The man started to get to his feet, holding his hands out in front of him, waiting for Penny to cuff him. In the seat next to him, an angelic-looking blond boy was fast asleep, his badly fitting policeman’s helmet falling down over his face. His arms were wrapped around an ancient, unrecognizable breed of dog. As if he could sense the drama unfolding around him, the boy opened his eyes and stared at Penny in horror.

“HIDE EVERYTHING! IT’S A FUCKING RAID!” he shouted, waking the dog whose bark, it transpired, was much bigger than one would expect. Penny took a few paces back in shock. The whole bus erupted into applause.

“Shut UP, Maggie Thatcher!” said an old lady at the back, who obviously had dementia and no idea who the current prime minister was, or that she wasn’t on this minibus.

“Bravo, Lucky! We knew you could do it!” said the man whose anticipated arrest had been interrupted. Then, spotting the expression on Penny’s face, he added, “Sorry. It’s just those are the first words we’ve ever heard him say, and he’s nearly five. Not an ideal choice of vocabulary, obviously. Better if he’d started with a ‘hello,’ or a ‘thank you,’ but hey-ho. You work with what you’re given.”

“What did he mean— hide everything ?” said Penny, rubbing her forehead where she could feel a tension headache brewing, exacerbated by the tequila slammers she’d drunk at last night’s pub quiz. Next time she’d leave the Met to do their own legwork.

“Who knows, dear girl. Lucky’s past is a bit of a black box. He’s the most inappropriately named child you can imagine,” said the old man. “Anyhow, he wasn’t referring to me. None of my ill-gotten gains are aboard the vehicle. Well, not many, at least.”

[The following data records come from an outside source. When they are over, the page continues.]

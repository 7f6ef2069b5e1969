//! Text to speech.

use std::time::Duration;

use async_trait::async_trait;
use reqwest::Client;
use runaway_core::collaborator::{CollaboratorError, SpeechSynthesizer};
use serde::Serialize;
use tracing::debug;

/// Default ElevenLabs base URL.
pub const DEFAULT_ELEVEN_LABS_BASE_URL: &str = "https://api.elevenlabs.io";

/// Voice used when none is configured.
pub const DEFAULT_VOICE_ID: &str = "JBFqnCBsd6RMkjVDRZzb";

const MODEL_ID: &str = "eleven_multilingual_v2";
const OUTPUT_FORMAT: &str = "mp3_44100_128";
const REQUEST_TIMEOUT_SECS: u64 = 30;

/// Client for the ElevenLabs text-to-speech endpoint. Returns mp3 bytes.
#[derive(Clone)]
pub struct ElevenLabsClient {
    client: Client,
    api_key: String,
    base_url: String,
    voice_id: String,
}

impl std::fmt::Debug for ElevenLabsClient {
    fn fmt(&self, f: &mut std::fmt::Formatter<'_>) -> std::fmt::Result {
        f.debug_struct("ElevenLabsClient")
            .field("base_url", &self.base_url)
            .field("voice_id", &self.voice_id)
            .finish_non_exhaustive()
    }
}

impl ElevenLabsClient {
    /// Creates a client speaking with `voice_id`.
    #[must_use]
    pub fn new(api_key: &str, base_url: &str, voice_id: &str) -> Self {
        let client = Client::builder()
            .timeout(Duration::from_secs(REQUEST_TIMEOUT_SECS))
            .build()
            .unwrap_or_else(|_| Client::new());

        Self {
            client,
            api_key: api_key.to_owned(),
            base_url: base_url.trim_end_matches('/').to_owned(),
            voice_id: voice_id.to_owned(),
        }
    }

    fn endpoint(&self) -> String {
        format!(
            "{}/v1/text-to-speech/{}?output_format={OUTPUT_FORMAT}",
            self.base_url, self.voice_id
        )
    }
}

#[derive(Debug, Serialize)]
struct SpeechRequest<'a> {
    text: &'a str,
    model_id: &'a str,
}

#[async_trait]
impl SpeechSynthesizer for ElevenLabsClient {
    async fn synthesize(&self, text: &str) -> Result<Vec<u8>, CollaboratorError> {
        let response = self
            .client
            .post(self.endpoint())
            .header("xi-api-key", &self.api_key)
            .json(&SpeechRequest {
                text,
                model_id: MODEL_ID,
            })
            .send()
            .await
            .map_err(|e| CollaboratorError::RequestFailed(e.to_string()))?;

        let status = response.status();
        if !status.is_success() {
            let body = response.text().await.unwrap_or_default();
            return Err(CollaboratorError::RequestFailed(format!("status {status}: {body}")));
        }

        let audio = response
            .bytes()
            .await
            .map_err(|e| CollaboratorError::InvalidResponse(e.to_string()))?;
        debug!(audio_bytes = audio.len(), "speech synthesized");
        Ok(audio.to_vec())
    }
}

/// Speech synthesizer used when no provider is configured. Always returns
/// empty audio.
#[derive(Debug, Clone, Copy, Default)]
pub struct SilentSpeech;

#[async_trait]
impl SpeechSynthesizer for SilentSpeech {
    async fn synthesize(&self, _text: &str) -> Result<Vec<u8>, CollaboratorError> {
        Ok(Vec::new())
    }
}

#[cfg(test)]
mod tests {
    use super::*;

    #[test]
    fn test_endpoint_includes_voice_and_format() {
        let client = ElevenLabsClient::new("key", "https://api.elevenlabs.io/", "voice-1");

        assert_eq!(
            client.endpoint(),
            "https://api.elevenlabs.io/v1/text-to-speech/voice-1?output_format=mp3_44100_128"
        );
    }

    #[test]
    fn test_debug_hides_api_key() {
        let client = ElevenLabsClient::new("secret-key", DEFAULT_ELEVEN_LABS_BASE_URL, DEFAULT_VOICE_ID);

        assert!(!format!("{client:?}").contains("secret-key"));
    }

    #[tokio::test]
    async fn test_silent_speech_returns_empty_audio() {
        let audio = SilentSpeech.synthesize("Hello").await.unwrap();

        assert!(audio.is_empty());
    }
}
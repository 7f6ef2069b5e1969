//! Ports for the external collaborators a turn calls out to.
//!
//! Implementations live in adapter crates. Callers must not hold a session
//! lock while awaiting any of these.

use async_trait::async_trait;
use serde::{Deserialize, Serialize};
use thiserror::Error;

use crate::catalog::PassengerProfile;

/// Author of a message.
#[derive(Debug, Clone, Copy, PartialEq, Eq, Serialize, Deserialize)]
#[serde(rename_all = "lowercase")]
pub enum Role {
    /// Instructions to the model.
    System,
    /// The player.
    User,
    /// The character answering the player.
    Assistant,
}

impl Role {
    /// Wire name of the role.
    #[must_use]
    pub fn as_str(&self) -> &'static str {
        match self {
            Self::System => "system",
            Self::User => "user",
            Self::Assistant => "assistant",
        }
    }
}

/// One line of dialogue history passed to the dialogue generator.
#[derive(Debug, Clone, PartialEq, Eq, Serialize, Deserialize)]
pub struct ChatLine {
    /// Who said it.
    pub role: Role,
    /// What was said.
    pub content: String,
}

/// Input for the guess generator. Lists are already bounded by the caller.
#[derive(Debug, Clone, PartialEq, Eq, Serialize)]
pub struct GuessRequest {
    /// Theme of the wagon's passcode.
    pub theme: String,
    /// Most recent previous guesses, oldest first.
    pub previous_guesses: Vec<String>,
    /// Most recent previous indications, oldest first.
    pub previous_indications: Vec<String>,
    /// The player's current clue, with the passcode masked out.
    pub current_indication: String,
}

/// Output of the guess generator.
#[derive(Debug, Clone, PartialEq, Eq, Serialize, Deserialize)]
pub struct GuessResponse {
    /// One-word passcode guess.
    pub guess: String,
    /// Reasoning spoken out loud on the way to the guess.
    pub thoughts: String,
}

/// Failure of an external collaborator.
#[derive(Debug, Clone, Error)]
pub enum CollaboratorError {
    /// The collaborator is missing credentials or configuration.
    #[error("collaborator not configured: {0}")]
    NotConfigured(String),

    /// The request did not complete or the provider answered with an error.
    #[error("request failed: {0}")]
    RequestFailed(String),

    /// The provider answered with something we could not interpret.
    #[error("invalid response: {0}")]
    InvalidResponse(String),
}

impl CollaboratorError {
    /// Whether repeating the same call may succeed.
    #[must_use]
    pub fn is_retryable(&self) -> bool {
        match self {
            Self::NotConfigured(_) => false,
            Self::RequestFailed(message) => {
                !(message.contains("400") || message.contains("401") || message.contains("403"))
            }
            Self::InvalidResponse(_) => true,
        }
    }
}

/// Generates an in-character reply from a passenger.
#[async_trait]
pub trait DialogueGenerator: Send + Sync {
    /// Returns a single reply given the profile and recent history.
    async fn generate_reply(
        &self,
        profile: &PassengerProfile,
        history: &[ChatLine],
    ) -> Result<String, CollaboratorError>;
}

/// Produces the detective's next passcode guess.
#[async_trait]
pub trait GuessGenerator: Send + Sync {
    /// Returns a one-word guess and the reasoning behind it.
    async fn generate_guess(&self, request: &GuessRequest) -> Result<GuessResponse, CollaboratorError>;
}

/// Scores how close a guess is to the passcode.
#[async_trait]
pub trait SimilarityScorer: Send + Sync {
    /// Returns a score in `[0, 1]`.
    async fn score(&self, passcode: &str, guess: &str, theme: &str) -> Result<f64, CollaboratorError>;
}

/// Converts reply text to audio.
#[async_trait]
pub trait SpeechSynthesizer: Send + Sync {
    /// Returns the encoded audio payload.
    async fn synthesize(&self, text: &str) -> Result<Vec<u8>, CollaboratorError>;
}

#[cfg(test)]
mod tests {
    use super::*;

    #[test]
    fn test_client_errors_are_not_retryable() {
        assert!(!CollaboratorError::RequestFailed("status 401: bad key".into()).is_retryable());
        assert!(!CollaboratorError::NotConfigured("MISTRAL_API_KEY".into()).is_retryable());
    }

    #[test]
    fn test_transient_errors_are_retryable() {
        assert!(CollaboratorError::RequestFailed("connection reset".into()).is_retryable());
        assert!(CollaboratorError::RequestFailed("status 503".into()).is_retryable());
        assert!(CollaboratorError::InvalidResponse("missing score".into()).is_retryable());
    }

    #[test]
    fn test_role_serializes_lowercase() {
        let json = serde_json::to_value(Role::Assistant).unwrap();
        assert_eq!(json, serde_json::json!("assistant"));
        assert_eq!(Role::User.as_str(), "user");
    }
}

“Look,” said Penny, with a sigh. “I have no idea what you’ve been up to, and I’m quite honestly not sure that I want to know, but it’s not you I’m after. Or her,” she said, nodding at the still-weeping bus driver.

“Did Social Services send you?” said a voice from the back of the bus, a teenaged boy with a gorgeous baby—who, given the resemblance, must have been his little sister—on his lap. “I honestly had no choice, and I swear I’ll never, ever do it again.”

“If you’re here on behalf of the council, then tell them it’s not criminal damage, it’s art. They’re just a bunch of philistines who can’t tell the difference,” said the woman Penny thought was Ruby. She was almost entirely covered by a voluminous mound of multicolored knitting.

Penny’s temples throbbed harder. She could feel the headache building, pressing against her skull.

“Well, I’m not going in for questioning again,” said another old lady with electric blue hair that made her head look uncannily like a police siren. “How many times do I have to tell you lot, they all died of natural causes? I’m just extraordinarily unlucky with husbands.”

“Not as unlucky as them,” muttered the old man.

“WILL YOU ALL PLEASE STOP CONFESSING!” Penny shouted. She held up the photocopied picture in her hand and waved it at them all. “THIS is who I’m looking for.”

Everyone went silent. Almost as one, they turned and stared at the seat immediately behind the driver. The empty seat. Then, they all swiveled to look toward the open bus door, and the motorway beside them.

Penny turned, too. The traffic had slowed to a near crawl, as it always did when drivers spotted a patrol car. Did they think she wasn’t aware that they never usually drove so cautiously?

A car horn blared, long and angry, and it was obvious why.

Who would have imagined that anyone so old could leap over the central reservation quite so athletically?